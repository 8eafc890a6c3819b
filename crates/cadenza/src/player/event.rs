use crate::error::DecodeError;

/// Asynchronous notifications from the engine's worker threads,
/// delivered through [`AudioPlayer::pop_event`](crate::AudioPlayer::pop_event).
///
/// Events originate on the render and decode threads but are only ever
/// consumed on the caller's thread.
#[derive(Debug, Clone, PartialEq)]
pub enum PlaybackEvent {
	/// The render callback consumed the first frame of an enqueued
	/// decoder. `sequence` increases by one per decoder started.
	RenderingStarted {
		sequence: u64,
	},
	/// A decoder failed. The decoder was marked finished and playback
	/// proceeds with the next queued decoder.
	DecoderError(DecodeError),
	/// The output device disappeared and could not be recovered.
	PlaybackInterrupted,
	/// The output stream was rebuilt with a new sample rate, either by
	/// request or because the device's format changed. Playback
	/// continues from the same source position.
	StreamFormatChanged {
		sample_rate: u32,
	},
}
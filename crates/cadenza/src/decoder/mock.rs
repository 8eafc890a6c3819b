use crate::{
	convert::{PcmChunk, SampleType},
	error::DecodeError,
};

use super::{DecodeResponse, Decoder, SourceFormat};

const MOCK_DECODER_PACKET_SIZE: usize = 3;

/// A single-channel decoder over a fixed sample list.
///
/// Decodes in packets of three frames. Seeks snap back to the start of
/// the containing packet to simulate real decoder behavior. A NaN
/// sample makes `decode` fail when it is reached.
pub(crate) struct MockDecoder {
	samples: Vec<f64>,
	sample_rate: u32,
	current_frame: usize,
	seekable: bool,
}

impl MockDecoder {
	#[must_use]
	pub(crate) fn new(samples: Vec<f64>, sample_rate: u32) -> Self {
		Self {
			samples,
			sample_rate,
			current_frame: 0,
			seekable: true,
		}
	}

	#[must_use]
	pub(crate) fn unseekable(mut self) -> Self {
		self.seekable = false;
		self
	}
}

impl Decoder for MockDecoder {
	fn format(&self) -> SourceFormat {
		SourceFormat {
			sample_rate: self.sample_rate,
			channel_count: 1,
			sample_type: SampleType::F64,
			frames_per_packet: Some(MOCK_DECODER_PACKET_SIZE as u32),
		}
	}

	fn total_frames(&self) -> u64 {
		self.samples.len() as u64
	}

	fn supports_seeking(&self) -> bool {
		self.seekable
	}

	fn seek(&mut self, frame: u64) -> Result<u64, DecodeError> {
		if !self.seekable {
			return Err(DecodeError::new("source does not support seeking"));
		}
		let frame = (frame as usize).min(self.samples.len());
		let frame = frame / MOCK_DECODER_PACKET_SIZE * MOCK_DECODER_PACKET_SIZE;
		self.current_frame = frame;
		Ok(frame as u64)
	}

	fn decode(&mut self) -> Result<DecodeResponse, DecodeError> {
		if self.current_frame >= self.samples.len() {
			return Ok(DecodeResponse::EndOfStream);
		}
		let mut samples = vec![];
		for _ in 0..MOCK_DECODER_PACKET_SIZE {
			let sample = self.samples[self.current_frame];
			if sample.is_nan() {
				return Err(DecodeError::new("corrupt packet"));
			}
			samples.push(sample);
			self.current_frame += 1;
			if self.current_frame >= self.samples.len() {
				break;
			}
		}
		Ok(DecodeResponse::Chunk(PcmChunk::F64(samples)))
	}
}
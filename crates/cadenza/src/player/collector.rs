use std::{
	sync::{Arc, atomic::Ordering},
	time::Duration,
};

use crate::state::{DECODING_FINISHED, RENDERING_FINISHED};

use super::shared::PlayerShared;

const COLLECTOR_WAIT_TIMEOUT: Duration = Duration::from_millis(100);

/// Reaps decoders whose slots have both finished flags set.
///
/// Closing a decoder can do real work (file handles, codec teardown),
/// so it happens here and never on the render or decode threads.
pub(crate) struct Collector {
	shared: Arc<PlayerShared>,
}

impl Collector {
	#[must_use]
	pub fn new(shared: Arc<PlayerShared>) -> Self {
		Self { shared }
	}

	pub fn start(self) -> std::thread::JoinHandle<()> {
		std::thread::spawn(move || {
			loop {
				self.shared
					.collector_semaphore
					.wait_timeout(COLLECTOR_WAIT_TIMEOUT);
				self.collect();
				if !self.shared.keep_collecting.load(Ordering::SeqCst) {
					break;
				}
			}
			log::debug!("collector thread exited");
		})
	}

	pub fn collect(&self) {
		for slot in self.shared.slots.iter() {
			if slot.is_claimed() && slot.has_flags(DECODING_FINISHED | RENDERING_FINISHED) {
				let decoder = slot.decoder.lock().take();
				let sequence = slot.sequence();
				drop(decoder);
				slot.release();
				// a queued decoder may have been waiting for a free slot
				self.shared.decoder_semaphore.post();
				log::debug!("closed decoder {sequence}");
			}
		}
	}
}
┄┄┄┄┄┄┄┄┄┄
## EXERCISE INSTRUCTIONS
From the first line to the last, output the records word for word.

## RESULT OF THIS EXERCISE
repository 8eafc890a6c3819b
filename crates/cadenza/src/player/event.rs
use crate::error::DecodeError;

/// Asynchronous notifications from the engine's worker threads,
/// delivered through [`AudioPlayer::pop_event`](crate::AudioPlayer::pop_event).
///
/// Events originate on the render and decode threads but are only ever
/// consumed on the caller's thread.
#[derive(Debug, Clone, PartialEq)]
pub enum PlaybackEvent {
	/// The render callback consumed the first frame of an enqueued
	/// decoder. `sequence` increases by one per decoder started.
	RenderingStarted {
		sequence: u64,
	},
	/// A decoder failed. The decoder was marked finished and playback
	/// proceeds with the next queued decoder.
	DecoderError(DecodeError),
	/// The output device disappeared and could not be recovered.
	PlaybackInterrupted,
	/// The output stream was rebuilt with a new sample rate, either by
	/// request or because the device's format changed. Playback
	/// continues from the same source position.
	StreamFormatChanged {
		sample_rate: u32,
	},
}
filename crates/cadenza/src/decoder/mock.rs
repository 8eafc890a6c3819b
use crate::{
	convert::{PcmChunk, SampleType},
	error::DecodeError,
};

use super::{DecodeResponse, Decoder, SourceFormat};

const MOCK_DECODER_PACKET_SIZE: usize = 3;

/// A single-channel decoder over a fixed sample list.
///
/// Decodes in packets of three frames. Seeks snap back to the start of
/// the containing packet to simulate real decoder behavior. A NaN
/// sample makes `decode` fail when it is reached.
pub(crate) struct MockDecoder {
	samples: Vec<f64>,
	sample_rate: u32,
	current_frame: usize,
	seekable: bool,
}

impl MockDecoder {
	#[must_use]
	pub(crate) fn new(samples: Vec<f64>, sample_rate: u32) -> Self {
		Self {
			samples,
			sample_rate,
			current_frame: 0,
			seekable: true,
		}
	}

	#[must_use]
	pub(crate) fn unseekable(mut self) -> Self {
		self.seekable = false;
		self
	}
}

impl Decoder for MockDecoder {
	fn format(&self) -> SourceFormat {
		SourceFormat {
			sample_rate: self.sample_rate,
			channel_count: 1,
			sample_type: SampleType::F64,
			frames_per_packet: Some(MOCK_DECODER_PACKET_SIZE as u32),
		}
	}

	fn total_frames(&self) -> u64 {
		self.samples.len() as u64
	}

	fn supports_seeking(&self) -> bool {
		self.seekable
	}

	fn seek(&mut self, frame: u64) -> Result<u64, DecodeError> {
		if !self.seekable {
			return Err(DecodeError::new("source does not support seeking"));
		}
		let frame = (frame as usize).min(self.samples.len());
		let frame = frame / MOCK_DECODER_PACKET_SIZE * MOCK_DECODER_PACKET_SIZE;
		self.current_frame = frame;
		Ok(frame as u64)
	}

	fn decode(&mut self) -> Result<DecodeResponse, DecodeError> {
		if self.current_frame >= self.samples.len() {
			return Ok(DecodeResponse::EndOfStream);
		}
		let mut samples = vec![];
		for _ in 0..MOCK_DECODER_PACKET_SIZE {
			let sample = self.samples[self.current_frame];
			if sample.is_nan() {
				return Err(DecodeError::new("corrupt packet"));
			}
			samples.push(sample);
			self.current_frame += 1;
			if self.current_frame >= self.samples.len() {
				break;
			}
		}
		Ok(DecodeResponse::Chunk(PcmChunk::F64(samples)))
	}
}
filename crates/cadenza/src/player/collector.rs
use std::{
	sync::{Arc, atomic::Ordering},
	time::Duration,
};

use crate::state::{DECODING_FINISHED, RENDERING_FINISHED};

use super::shared::PlayerShared;

const COLLECTOR_WAIT_TIMEOUT: Duration = Duration::from_millis(100);

/// Reaps decoders whose slots have both finished flags set.
///
/// Closing a decoder can do real work (file handles, codec teardown),
/// so it happens here and never on the render or decode threads.
pub(crate) struct Collector {
	shared: Arc<PlayerShared>,
}

impl Collector {
	#[must_use]
	pub fn new(shared: Arc<PlayerShared>) -> Self {
		Self { shared }
	}

	pub fn start(self) -> std::thread::JoinHandle<()> {
		std::thread::spawn(move || {
			loop {
				self.shared
					.collector_semaphore
					.wait_timeout(COLLECTOR_WAIT_TIMEOUT);
				self.collect();
				if !self.shared.keep_collecting.load(Ordering::SeqCst) {
					break;
				}
			}
			log::debug!("collector thread exited");
		})
	}

	pub fn collect(&self) {
		for slot in self.shared.slots.iter() {
			if slot.is_claimed() && slot.has_flags(DECODING_FINISHED | RENDERING_FINISHED) {
				let decoder = slot.decoder.lock().take();
				let sequence = slot.sequence();
				drop(decoder);
				slot.release();
				// a queued decoder may have been waiting for a free slot
				self.shared.decoder_semaphore.post();
				log::debug!("closed decoder {sequence}");
			}
		}
	}
}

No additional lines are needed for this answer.